Verdict: 9.5/10 ✅ - A must-have reference. Biomimetic ceramides + MVE 24h. Best quality/price ratio of the comparison.
Avene Hydra 10 Cream - Normal to dry sensitive skin
Yuka: 100/100 | Rating: 9/10 ✅
Que Choisir : A | Price : ~15 € | ~10 ingredients | Fragrance-free
Hydra 10 Cream is Avène's most sober formula. just a dozen ingredients, all justified. For sensitive skin that reacts to long, heavy formulas, this is a practical solution. Avène thermal spring water (soothing, anti-irritant) + glycerine + light emollients.
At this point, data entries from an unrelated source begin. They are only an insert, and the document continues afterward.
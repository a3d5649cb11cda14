//! # Skill Category API
//!
//! The admin-curated taxonomy credentials are minted under.
//!
//! ## Endpoints
//!
//! - `POST /v1/categories` — admin creates a category
//! - `POST /v1/categories/:name/deactivate` — admin retires a category
//! - `GET /v1/categories/:name` — category record
//! - `GET /v1/categories` — all categories

use axum::extract::rejection::JsonRejection;
use axum::extract::{Path, State};
use axum::http::StatusCode;
use axum::routing::{get, post};
use axum::{Json, Router};
use serde::{Deserialize, Serialize};
use skillcert_core::{MAX_CATEGORY_DESCRIPTION_LEN, MAX_CATEGORY_NAME_LEN};
use skillcert_registry::SkillCategoryRecord;
use utoipa::ToSchema;

use crate::auth::CallerAccount;
use crate::error::AppError;
use crate::extractors::{extract_validated_json, Validate};
use crate::state::AppState;

// ── Request/Response DTOs ───────────────────────────────────────────

/// Request to create a skill category.
#[derive(Debug, Deserialize, ToSchema)]
pub struct AddCategoryRequest {
    /// Category name; unique registry-wide and used as the key.
    pub name: String,
    /// Free-form description.
    pub description: String,
}

impl Validate for AddCategoryRequest {
    fn validate(&self) -> Result<(), String> {
        if self.name.chars().count() > MAX_CATEGORY_NAME_LEN {
            return Err(format!("name must not exceed {MAX_CATEGORY_NAME_LEN} characters"));
        }
        if self.description.chars().count() > MAX_CATEGORY_DESCRIPTION_LEN {
            return Err(format!(
                "description must not exceed {MAX_CATEGORY_DESCRIPTION_LEN} characters"
            ));
        }
        Ok(())
    }
}

/// Skill category record as returned by the API.
#[derive(Debug, Serialize, ToSchema)]
pub struct CategoryInfo {
    pub name: String,
    pub active: bool,
    /// Credentials ever minted under this category.
    pub total_credentials: u64,
    pub description: String,
}

impl CategoryInfo {
    pub(crate) fn from_record(name: &str, record: &SkillCategoryRecord) -> Self {
        CategoryInfo {
            name: name.to_string(),
            active: record.active,
            total_credentials: record.total_credentials,
            description: record.category_description.clone(),
        }
    }
}

// ── Router ──────────────────────────────────────────────────────────

pub fn router() -> Router<AppState> {
    Router::new()
        .route("/v1/categories", get(list_categories).post(add_category))
        .route("/v1/categories/:name", get(get_category))
        .route("/v1/categories/:name/deactivate", post(deactivate_category))
}

// ── Handlers ────────────────────────────────────────────────────────

/// POST /v1/categories — Admin creates a skill category.
#[utoipa::path(
    post,
    path = "/v1/categories",
    request_body = AddCategoryRequest,
    responses(
        (status = 201, description = "Category created", body = CategoryInfo),
        (status = 400, description = "Duplicate category name", body = crate::error::ErrorBody),
        (status = 403, description = "Caller is not the administrator", body = crate::error::ErrorBody),
    ),
    tag = "categories"
)]
async fn add_category(
    State(state): State<AppState>,
    caller: CallerAccount,
    body: Result<Json<AddCategoryRequest>, JsonRejection>,
) -> Result<(StatusCode, Json<CategoryInfo>), AppError> {
    let req = extract_validated_json(body)?;
    let mut registry = state.registry.write();
    state.clock.next_block();
    registry.add_skill_category(&caller.0, &req.name, &req.description)?;
    let record = registry
        .skill_category(&req.name)
        .ok_or_else(|| AppError::Internal("category record missing after creation".into()))?;
    Ok((
        StatusCode::CREATED,
        Json(CategoryInfo::from_record(&req.name, record)),
    ))
}

/// POST /v1/categories/:name/deactivate — Admin retires a category.
#[utoipa::path(
    post,
    path = "/v1/categories/{name}/deactivate",
    params(("name" = String, Path, description = "Category name")),
    responses(
        (status = 200, description = "Category deactivated", body = CategoryInfo),
        (status = 400, description = "Unknown category", body = crate::error::ErrorBody),
        (status = 403, description = "Caller is not the administrator", body = crate::error::ErrorBody),
    ),
    tag = "categories"
)]
async fn deactivate_category(
    State(state): State<AppState>,
    caller: CallerAccount,
    Path(name): Path<String>,
) -> Result<Json<CategoryInfo>, AppError> {
    let mut registry = state.registry.write();
    state.clock.next_block();
    registry.deactivate_skill_category(&caller.0, &name)?;
    let record = registry
        .skill_category(&name)
        .ok_or_else(|| AppError::Internal("category record missing after deactivation".into()))?;
    Ok(Json(CategoryInfo::from_record(&name, record)))
}

/// GET /v1/categories/:name — Category record.
#[utoipa::path(
    get,
    path = "/v1/categories/{name}",
    params(("name" = String, Path, description = "Category name")),
    responses(
        (status = 200, description = "Category found", body = CategoryInfo),
        (status = 404, description = "Category unknown", body = crate::error::ErrorBody),
    ),
    tag = "categories"
)]
async fn get_category(
    State(state): State<AppState>,
    Path(name): Path<String>,
) -> Result<Json<CategoryInfo>, AppError> {
    let registry = state.registry.read();
    registry
        .skill_category(&name)
        .map(|record| Json(CategoryInfo::from_record(&name, record)))
        .ok_or_else(|| AppError::NotFound(format!("category \"{name}\" does not exist")))
}

/// GET /v1/categories — All categories.
#[utoipa::path(
    get,
    path = "/v1/categories",
    responses(
        (status = 200, description = "All categories", body = Vec<CategoryInfo>),
    ),
    tag = "categories"
)]
async fn list_categories(State(state): State<AppState>) -> Json<Vec<CategoryInfo>> {
    let registry = state.registry.read();
    let mut categories: Vec<CategoryInfo> = registry
        .skill_categories()
        .map(|(name, record)| CategoryInfo::from_record(name, record))
        .collect();
    categories.sort_by(|a, b| a.name.cmp(&b.name));
    Json(categories)
}
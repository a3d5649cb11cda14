//! # Temporal Types — Ledger Ticks
//!
//! Defines `Tick`, the registry's only notion of time: a monotonically
//! increasing counter supplied by the host ledger (block height in the
//! original deployment).
//!
//! The registry never reads an ambient clock. Every operation that needs
//! time takes an explicit `Tick`, which keeps expiry behavior fully
//! deterministic under test — advancing time is advancing an integer.

use serde::{Deserialize, Serialize};

/// A point in ledger time.
///
/// Ticks are opaque and unitless: durations (validity windows) are plain
/// `u64` tick counts, and a credential at tick `t` with duration `d`
/// expires exactly when the ledger reaches `t + d`.
#[derive(Debug, Clone, Copy, PartialEq, Eq, PartialOrd, Ord, Hash, Serialize, Deserialize)]
pub struct Tick(pub u64);

impl Tick {
    /// Genesis tick, before any operation has executed.
    pub const ZERO: Tick = Tick(0);

    /// Access the inner counter value.
    pub fn value(&self) -> u64 {
        self.0
    }

    /// The tick `ticks` further into the future, saturating at `u64::MAX`.
    pub fn saturating_add(&self, ticks: u64) -> Tick {
        Tick(self.0.saturating_add(ticks))
    }
}

impl std::fmt::Display for Tick {
    fn fmt(&self, f: &mut std::fmt::Formatter<'_>) -> std::fmt::Result {
        write!(f, "{}", self.0)
    }
}

#[cfg(test)]
mod tests {
    use super::*;

    #[test]
    fn test_ordering() {
        assert!(Tick(1) < Tick(2));
        assert!(Tick::ZERO < Tick(1));
    }

    #[test]
    fn test_saturating_add() {
        assert_eq!(Tick(10).saturating_add(8640), Tick(8650));
        assert_eq!(Tick(u64::MAX).saturating_add(1), Tick(u64::MAX));
    }

    #[test]
    fn test_display_is_plain_number() {
        assert_eq!(format!("{}", Tick(8640)), "8640");
    }

    #[test]
    fn test_serde_roundtrip() {
        let tick = Tick(12345);
        let json = serde_json::to_string(&tick).unwrap();
        assert_eq!(json, "12345");
        let parsed: Tick = serde_json::from_str(&json).unwrap();
        assert_eq!(tick, parsed);
    }
}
Well-designed texture, ideal for normal to dry, sensitive or reactive skin.
Verdict: 9/10 ✅ - Minimalist reference for sensitive skin. If your skin reacts to almost any skincare product, start with this one.
Byoma Moisturizing Gel-Cream - Combination to oily skin
Yuka: 100/100 | Rating: 9/10 ✅
Que Choisir : A | Price : ~16 € / 50 ml | Non comedogenic
Tri-ceramide complex + niacinamide + green tea. Light gel-cream texture, fast absorption, non-greasy finish. Well-suited to combination to oily skin that need to reinforce their barrier (ceramides) without overloading with lipids. Niacinamide regulates sebum and has a complementary anti-inflammatory effect.
Verdict: 9/10 ✅ - Reference gel-cream for combination to oily skin. Ceramides + niacinamide in a light, non-comedogenic texture.
Avene Moisturizing Fluid - Normal to Oily Skin
Yuka: 100/100 | Rating: 8.5/10 ✅
Well-designed, minimalist formula, light fluid texture. Ideal for normal to oily skin who are looking for basic hydration without lipid overload. Avène thermal spring water provides the brand's usual soothing benefits. Fragrance-free. The right Avène choice for skin that finds Hydra 10 Cream too rich.
Verdict: 8.5/10 ✅ - Avène minimalist fluid formula. The logical choice for normal to oily skin in the range.
Beauty of Joseon Relief Sun Cream / Gel-Crème haricot rouge - Oily skin
Yuka: 100/100 | Rating: 8.5/10 ✅
Que Choisir : A | Note : Price : ~16 € / 50 ml
Beauty of Joseon's red bean gel-cream is specifically formulated for oily skin. Red bean extract (44 % in the formula) is rich in saponins - natural glycosides with purifying and absorbing properties that regulate excess surface sebum. The light, dewy gel texture is rapidly absorbed, with no greasy film.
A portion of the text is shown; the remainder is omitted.